After determining it's gone for good, he should call your insurance company and start the (relatively painless) paperwork. Don't feel too bad if he didn't insure it; most men don't. Should that be the case, buy a new one together, and be realistic about the expense. Did he take his ring off every day for work and before bed? Did he fidget with it incessantly? Then don't spend a lot. One high-end jeweler we spoke to agreed that a sense of humor is key, no matter what your budget is—"One groom lost his twice, so his bride presented the third with a string tied around it so he could hook it to his shirt button at all times. Kind of like how toddlers wear mittens."

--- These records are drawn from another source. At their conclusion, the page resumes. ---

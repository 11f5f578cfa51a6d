//! Persistence bridge for the user configuration projection.
//!
//! Only [`PersistableShellConfig`] is stored. Window geometry, stacking and search state live in
//! [`crate::model::SessionState`] and are never written, so every reload starts with no windows.

use leptos::logging;
use shell_host::{load_json_with, save_json_with, ConfigStorage, StorageError};
use thiserror::Error;

use crate::{
    apps::sanitize_user_apps,
    model::{PersistableShellConfig, ShellState},
};

/// Storage key the configuration projection is written under.
pub const SHELL_CONFIG_KEY: &str = "ishell_state";
/// Suggested file name for exported configuration documents.
pub const EXPORT_FILE_NAME: &str = "ishell-config.json";

#[derive(Debug, Error, Clone, PartialEq, Eq)]
pub enum PersistenceError {
    /// Stored text is not JSON, or not the expected shape.
    #[error("malformed persisted state: {0}")]
    MalformedPersistedState(String),
    /// A user-supplied import document failed to parse.
    #[error("import parse failure: {0}")]
    ImportParseFailure(String),
    #[error(transparent)]
    Storage(StorageError),
}

impl From<StorageError> for PersistenceError {
    fn from(err: StorageError) -> Self {
        match err {
            StorageError::Deserialize(message) => Self::MalformedPersistedState(message),
            other => Self::Storage(other),
        }
    }
}

/// The projection written to storage: the state's config with reserved app ids removed.
pub fn persistable_projection(state: &ShellState) -> PersistableShellConfig {
    let mut config = state.config.clone();
    config.apps = sanitize_user_apps(config.apps);
    config
}

fn sanitized(mut config: PersistableShellConfig) -> PersistableShellConfig {
    config.apps = sanitize_user_apps(config.apps);
    config
}

/// Parses a configuration document. Missing keys take their initial values; reserved app ids
/// are dropped.
pub fn deserialize_config(raw: &str) -> Result<PersistableShellConfig, PersistenceError> {
    serde_json::from_str(raw)
        .map(sanitized)
        .map_err(|err| PersistenceError::MalformedPersistedState(err.to_string()))
}

/// Reads the stored configuration, reporting every failure.
pub async fn read_shell_config(
    storage: &dyn ConfigStorage,
) -> Result<Option<PersistableShellConfig>, PersistenceError> {
    let config = load_json_with::<_, PersistableShellConfig>(storage, SHELL_CONFIG_KEY).await?;
    Ok(config.map(sanitized))
}

/// Reads the stored configuration.
///
/// Absent, unreadable or malformed storage yields `None` so boot continues from defaults. Failures
/// are logged and never propagated.
pub async fn load_shell_config(storage: &dyn ConfigStorage) -> Option<PersistableShellConfig> {
    match read_shell_config(storage).await {
        Ok(config) => config,
        Err(err) => {
            logging::warn!("discarding stored shell config: {err}");
            None
        }
    }
}

pub async fn persist_shell_config(
    storage: &dyn ConfigStorage,
    state: &ShellState,
) -> Result<(), PersistenceError> {
    save_json_with(storage, SHELL_CONFIG_KEY, &persistable_projection(state)).await?;
    Ok(())
}

pub async fn clear_shell_config(storage: &dyn ConfigStorage) -> Result<(), PersistenceError> {
    storage.remove(SHELL_CONFIG_KEY).await?;
    Ok(())
}

/// Pretty-printed export document with the same shape as the stored record.
pub fn export_config_json(state: &ShellState) -> Result<String, PersistenceError> {
    serde_json::to_string_pretty(&persistable_projection(state))
        .map_err(|err| PersistenceError::Storage(StorageError::Serialize(err.to_string())))
}

/// Parses an import document. Failures are logged; the caller keeps its current state.
pub fn import_config_json(raw: &str) -> Result<PersistableShellConfig, PersistenceError> {
    deserialize_config(raw).map_err(|err| {
        let err = match err {
            PersistenceError::MalformedPersistedState(message) => {
                PersistenceError::ImportParseFailure(message)
            }
            other => other,
        };
        logging::warn!("config import rejected: {err}");
        err
    })
}
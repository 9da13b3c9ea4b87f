//! Error types for vault-walker
//!
//! This module defines the error hierarchy that covers:
//! - Remote store errors (HTTP transport, Vault status codes)
//! - Configuration and CLI errors
//! - Worker thread errors
//!
//! Design philosophy:
//! - Use thiserror for structured error types in library code
//! - Errors should be actionable - include the path that failed
//! - Per-leaf errors are values, not panics; only configuration and
//!   root discovery errors abort a run

use std::path::PathBuf;
use thiserror::Error;

/// Top-level error type for a dump, import or purge run
#[derive(Error, Debug)]
pub enum RunError {
    /// Remote store errors
    #[error("Vault error: {0}")]
    Vault(#[from] VaultError),

    /// Configuration errors
    #[error("Configuration error: {0}")]
    Config(#[from] ConfigError),

    /// Worker/concurrency errors
    #[error("Worker error: {0}")]
    Worker(#[from] WorkerError),

    /// I/O errors (output files, input bundles)
    #[error("I/O error: {0}")]
    Io(#[from] std::io::Error),

    /// Serialization of the aggregated output failed
    #[error("JSON error: {0}")]
    Json(#[from] serde_json::Error),

    /// A root path could neither be listed nor read
    #[error("Unable to discover root '{path}': {reason}")]
    RootDiscovery { path: String, reason: String },
}

/// Remote store errors
#[derive(Error, Debug, Clone)]
pub enum VaultError {
    /// Transport-level failure (connect, TLS, timeout)
    #[error("request to '{path}' failed: {reason}")]
    Http { path: String, reason: String },

    /// Vault answered with a non-success status
    #[error("{method} {path} returned {status}: {message}")]
    Status {
        method: &'static str,
        path: String,
        status: u16,
        message: String,
    },

    /// Response body was not the expected JSON shape
    #[error("unexpected response from '{path}': {reason}")]
    Decode { path: String, reason: String },

    /// Address could not be used to build a request URL
    #[error("invalid Vault address '{address}': {reason}")]
    InvalidAddress { address: String, reason: String },

    /// Failure raised by the in-memory store
    #[error("{operation} '{path}': {message}")]
    Injected {
        operation: &'static str,
        path: String,
        message: String,
    },
}

impl VaultError {
    /// Vault refused the request on ACL grounds
    pub fn is_denied(&self) -> bool {
        matches!(self, VaultError::Status { status: 403, .. })
    }

    /// Check if the failure may clear on its own
    ///
    /// Transport errors, rate limits and sealed or standby nodes are
    /// transient. Client errors and malformed answers are not.
    pub fn is_transient(&self) -> bool {
        match self {
            VaultError::Http { .. } | VaultError::Injected { .. } => true,
            VaultError::Status { status, .. } => *status == 429 || *status >= 500,
            VaultError::Decode { .. } | VaultError::InvalidAddress { .. } => false,
        }
    }
}

/// Configuration and CLI errors
#[derive(Error, Debug)]
pub enum ConfigError {
    /// Vault address missing or malformed
    #[error("Invalid Vault address '{address}': {reason}")]
    InvalidAddress { address: String, reason: String },

    /// No token supplied
    #[error("Vault token is required (--vault-token or VAULT_TOKEN)")]
    MissingToken,

    /// Invalid worker count
    #[error("Invalid worker count {count}: must be between 1 and {max}")]
    InvalidWorkerCount { count: usize, max: usize },

    /// Invalid queue size
    #[error("Invalid queue size {size}: must be at least {min}")]
    InvalidQueueSize { size: usize, min: usize },

    /// No usable path was given
    #[error("At least one Vault path is required")]
    NoPaths,

    /// Output path error
    #[error("Invalid output path '{path}': {reason}")]
    InvalidOutputPath { path: PathBuf, reason: String },

    /// Input bundle missing or unreadable
    #[error("Invalid input file '{path}': {reason}")]
    InvalidInput { path: PathBuf, reason: String },

    /// A flag was supplied to a subcommand that does not honor it
    #[error("--{flag} is not valid for the {command} command")]
    UnsupportedFlag {
        flag: &'static str,
        command: &'static str,
    },
}

/// Worker thread errors
#[derive(Error, Debug)]
pub enum WorkerError {
    /// Worker panicked
    #[error("Worker {name} panicked")]
    Panicked { name: String },

    /// Thread could not be spawned
    #[error("Failed to spawn {name}: {reason}")]
    SpawnFailed { name: String, reason: String },
}

/// Result type alias for RunError
pub type Result<T> = std::result::Result<T, RunError>;

/// Result type alias for VaultError
pub type VaultResult<T> = std::result::Result<T, VaultError>;

/// Outcome of processing a single leaf or purge task
#[derive(Debug)]
pub enum LeafOutcome {
    /// Remote call succeeded
    Done { path: String },

    /// Nothing to do (read miss, protected policy, cancelled)
    Skipped { path: String, reason: String },

    /// Failed after retries
    Failed { path: String, error: VaultError },
}
//! Vault access module
//!
//! The walker only needs a handful of remote primitives, captured by the
//! [`VaultStore`] trait. Two implementations live here:
//!
//! ```text
//! ┌─────────────────────────────────────────────────────┐
//! │                   VaultStore                         │
//! │  list / read / write / delete                        │
//! │  list_policies / put_policy / delete_policy          │
//! │  lookup_mount                                         │
//! └──────────────┬───────────────────────┬──────────────┘
//!                │                       │
//!                ▼                       ▼
//!      ┌──────────────────┐    ┌──────────────────────┐
//!      │  HttpVault       │    │  MemoryVault         │
//!      │  (reqwest,       │    │  (in-process tree,   │
//!      │   blocking)      │    │   tests and benches) │
//!      └──────────────────┘    └──────────────────────┘
//! ```
//!
//! Secret payloads travel as [`SecretData`], an ordered key/value
//! container with narrow typed views for the few call sites that need to
//! look inside (policies, database configs, v2 envelopes).

mod http;
pub mod kv;
pub mod memory;

pub use http::HttpVault;
pub use kv::{MountProtocol, ProtocolResolver};
pub use memory::MemoryVault;

use crate::error::VaultResult;
use serde::{Deserialize, Serialize};
use serde_json::{Map, Value};

/// Root of the ACL policy tree
pub const POLICY_ROOT: &str = "sys/policy";

/// Root of database secrets engine connection configs
pub const DATABASE_CONFIG_ROOT: &str = "database/config";

/// Built-in policies that can be neither written nor deleted
pub const PROTECTED_POLICIES: [&str; 2] = ["default", "root"];

pub fn is_protected_policy(name: &str) -> bool {
    PROTECTED_POLICIES.contains(&name)
}

/// Policy name addressed by `sys/policy/<name>`
pub fn policy_name(path: &str) -> Option<&str> {
    path.strip_prefix(POLICY_ROOT)?
        .strip_prefix('/')
        .filter(|name| !name.is_empty() && !name.contains('/'))
}

/// Check if `path` addresses a database connection config
pub fn is_database_config(path: &str) -> bool {
    path.strip_prefix(DATABASE_CONFIG_ROOT)
        .and_then(|rest| rest.strip_prefix('/'))
        .is_some_and(|name| !name.is_empty())
}

/// One child returned by a list call
#[derive(Debug, Clone, PartialEq, Eq)]
pub struct ListEntry {
    /// Entry name as returned by Vault (directories keep their trailing `/`)
    pub name: String,
}

impl ListEntry {
    pub fn new(name: impl Into<String>) -> Self {
        Self { name: name.into() }
    }

    /// Check if this entry is an internal node
    pub fn is_dir(&self) -> bool {
        crate::path::is_directory(&self.name)
    }
}

/// Remote store primitives used by the walker
///
/// Implementations must be shareable across worker threads. `read`
/// returning `Ok(None)` and `list` returning an empty vector both mean
/// "nothing here" and are never treated as hard failures by callers.
pub trait VaultStore: Send + Sync {
    /// Enumerate the immediate children of `path`
    fn list(&self, path: &str) -> VaultResult<Vec<ListEntry>>;

    /// Read the raw value at `path` (v2 responses still carry the envelope)
    fn read(&self, path: &str) -> VaultResult<Option<SecretData>>;

    /// Write `data` to `path` as-is
    fn write(&self, path: &str, data: &SecretData) -> VaultResult<()>;

    /// Delete the value at `path`
    fn delete(&self, path: &str) -> VaultResult<()>;

    /// Names of all ACL policies
    fn list_policies(&self) -> VaultResult<Vec<String>>;

    /// Create or replace a policy
    fn put_policy(&self, name: &str, rules: &str) -> VaultResult<()>;

    /// Delete a policy by name
    fn delete_policy(&self, name: &str) -> VaultResult<()>;

    /// Find the mount that owns `path` and its KV protocol
    ///
    /// Returns the mount path with a trailing `/`.
    fn lookup_mount(&self, path: &str) -> VaultResult<(String, MountProtocol)>;
}

/// Policy rules extracted from a dumped payload
#[derive(Debug, Clone, PartialEq, Eq)]
pub struct PolicyDefinition {
    pub rules: String,
}

/// Ordered key -> opaque value container for secret payloads
#[derive(Debug, Clone, Default, PartialEq, Serialize, Deserialize)]
#[serde(transparent)]
pub struct SecretData(Map<String, Value>);

impl SecretData {
    pub fn new() -> Self {
        Self(Map::new())
    }

    /// Build from a JSON value, rejecting anything that is not an object
    pub fn from_value(value: Value) -> Option<Self> {
        match value {
            Value::Object(map) => Some(Self(map)),
            _ => None,
        }
    }

    /// Builder-style insert
    pub fn with(mut self, key: impl Into<String>, value: impl Into<Value>) -> Self {
        self.0.insert(key.into(), value.into());
        self
    }

    pub fn get(&self, key: &str) -> Option<&Value> {
        self.0.get(key)
    }

    pub fn len(&self) -> usize {
        self.0.len()
    }

    pub fn is_empty(&self) -> bool {
        self.0.is_empty()
    }

    pub fn into_value(self) -> Value {
        Value::Object(self.0)
    }

    /// Wrap as a v2 write payload: `{"data": <self>, "options": {}}`
    pub fn wrap_v2(self) -> Self {
        Self::new()
            .with("data", self.into_value())
            .with("options", Value::Object(Map::new()))
    }

    /// Unwrap a v2 read response
    ///
    /// A v2 response nests the secret under an object-valued `data` key;
    /// anything else is a v1 response and is the secret itself.
    pub fn unwrap_v2(self) -> Self {
        match self.0.get("data") {
            Some(Value::Object(inner)) => Self(inner.clone()),
            _ => self,
        }
    }

    /// View as a policy, reading `rules` (sys/policy) or `policy` (acl API)
    pub fn as_policy_definition(&self) -> Option<PolicyDefinition> {
        ["rules", "policy"].iter().find_map(|key| {
            self.0
                .get(*key)
                .and_then(Value::as_str)
                .map(|rules| PolicyDefinition {
                    rules: rules.to_string(),
                })
        })
    }

    /// View as a database connection config ready to be written back
    ///
    /// Reads of `database/config/<name>` nest connection parameters under
    /// `connection_details`; writes expect them at the top level.
    pub fn as_database_config(&self) -> SecretData {
        let mut flat = Map::new();
        for (key, value) in &self.0 {
            match (key.as_str(), value) {
                ("connection_details", Value::Object(details)) => {
                    for (k, v) in details {
                        flat.entry(k.clone()).or_insert_with(|| v.clone());
                    }
                }
                _ => {
                    flat.insert(key.clone(), value.clone());
                }
            }
        }
        SecretData(flat)
    }
}

impl From<Map<String, Value>> for SecretData {
    fn from(map: Map<String, Value>) -> Self {
        Self(map)
    }
}
#[cfg(test)]
mod tests {
    use super::*;

    fn parse(argv: &[&str]) -> CliArgs {
        let mut full = vec!["vault-walker", "--vault-token", "t0k3n"];
        full.extend_from_slice(argv);
        CliArgs::try_parse_from(full).unwrap()
    }

    #[test]
    fn test_parse_vault_addr() {
        let addr = VaultAddr::parse("https://vault.local:8200").unwrap();
        assert_eq!(addr.scheme, "https");
        assert_eq!(addr.host, "vault.local");
        assert_eq!(addr.port, Some(8200));
        assert_eq!(addr.base_url(), "https://vault.local:8200");

        let addr = VaultAddr::parse("http://10.0.0.5/").unwrap();
        assert_eq!(addr.port, None);
        assert_eq!(addr.to_string(), "http://10.0.0.5");
    }

    #[test]
    fn test_parse_invalid_addr() {
        assert!(VaultAddr::parse("vault.local:8200").is_err());
        assert!(VaultAddr::parse("ftp://vault").is_err());
        assert!(VaultAddr::parse("https://vault:99999").is_err());
    }

    #[test]
    fn test_ignore_rules() {
        let rules = IgnoreRules::new(
            vec!["/secret/tmp/".into(), " ".into()],
            vec!["_old".into()],
        );
        assert_eq!(rules.path_prefixes, vec!["secret/tmp".to_string()]);
        assert!(rules.matches("secret/tmp/a"));
        assert!(rules.matches("secret/app/key_old"));
        assert!(!rules.matches("secret/app/key"));
        assert!(rules.matches_prefix("secret/tmpdir"));
        assert!(!rules.matches_prefix("secret/app/key_old"));
        assert!(IgnoreRules::default().is_empty());
    }

    #[test]
    fn test_dump_config() {
        let args = parse(&["dump", "-p", "/secret/app/, kv/team", "-d", "out"]);
        let config = RunConfig::from_args(args).unwrap();
        let Operation::Dump(dump) = config.operation else {
            panic!("expected dump");
        };
        assert_eq!(dump.roots, vec!["secret/app", "kv/team"]);
        assert_eq!(
            dump.output,
            OutputTarget::File {
                dir: PathBuf::from("out"),
                filename: DEFAULT_DUMP_FILENAME.into()
            }
        );

        let args = parse(&["dump", "-p", "secret/app", "-f", "/teams/app/"]);
        let Operation::Dump(dump) = RunConfig::from_args(args).unwrap().operation else {
            panic!("expected dump");
        };
        assert_eq!(
            dump.output,
            OutputTarget::File {
                dir: PathBuf::from(DEFAULT_DUMP_DIR),
                filename: "teams/app".into()
            }
        );
    }

    #[test]
    fn test_dump_stdout() {
        let args = parse(&["dump", "-p", "secret", "-o", "stdout"]);
        let config = RunConfig::from_args(args).unwrap();
        assert!(matches!(
            config.operation,
            Operation::Dump(DumpSettings {
                output: OutputTarget::Stdout,
                ..
            })
        ));
    }

    #[test]
    fn test_missing_token() {
        let args = CliArgs::try_parse_from(["vault-walker", "--vault-token", " ", "dump", "-p", "secret"]).unwrap();
        assert!(matches!(RunConfig::from_args(args), Err(ConfigError::MissingToken)));
    }

    #[test]
    fn test_purge_rejects_ignore_flags() {
        let args = parse(&["--ignore-keys", "x", "purge", "secret/a"]);
        assert!(matches!(
            RunConfig::from_args(args),
            Err(ConfigError::UnsupportedFlag { flag: "ignore-keys", .. })
        ));

        let args = parse(&["purge", "secret/a,sys/policy", "--force", "--pause", "0"]);
        let config = RunConfig::from_args(args).unwrap();
        let Operation::Purge(purge) = config.operation else {
            panic!("expected purge");
        };
        assert_eq!(purge.roots, vec!["secret/a", "sys/policy"]);
        assert!(purge.force);
        assert_eq!(purge.pause, Duration::ZERO);
    }

    #[test]
    fn test_import_retry_policy() {
        let file = tempfile::NamedTempFile::new().unwrap();
        let path = file.path().to_str().unwrap();

        let config = RunConfig::from_args(parse(&["import", path])).unwrap();
        let Operation::Import(import) = config.operation else {
            panic!("expected import");
        };
        assert_eq!(import.retry.max_attempts, DEFAULT_RETRIES);

        let config = RunConfig::from_args(parse(&["import", path, "--brute"])).unwrap();
        let Operation::Import(import) = config.operation else {
            panic!("expected import");
        };
        assert_eq!(import.retry.max_attempts, 0);

        assert!(matches!(
            RunConfig::from_args(parse(&["import", "/nonexistent/dump.json"])),
            Err(ConfigError::InvalidInput { .. })
        ));
    }

    #[test]
    fn test_invalid_workers() {
        let args = parse(&["-w", "0", "dump", "-p", "secret"]);
        assert!(matches!(
            RunConfig::from_args(args),
            Err(ConfigError::InvalidWorkerCount { count: 0, .. })
        ));
    }
}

If comedy isn't in the cards, then make a romantic day of it—pick out the new ring together (most sentimentalists choose exact replicas down to the engraving) and have a mini-celebration a la your wedding. Most importantly, take the proper precautions so it won't happen again: Get a proper fit. Designate one location for both your rings when you're not wearing them, like a monogrammed ring dish or a personal safe. Next time you travel, leave your rings at home. And if you've spent a pretty penny (upwards of $1,000) on the sequel, then call an insurance agent and get a quote. In the event of another loss a top-notch company will pay up to 150 percent of the amount for which it was insured, and if they're being difficult a reputed jeweler will often go to bat for their clients to get a fair deal.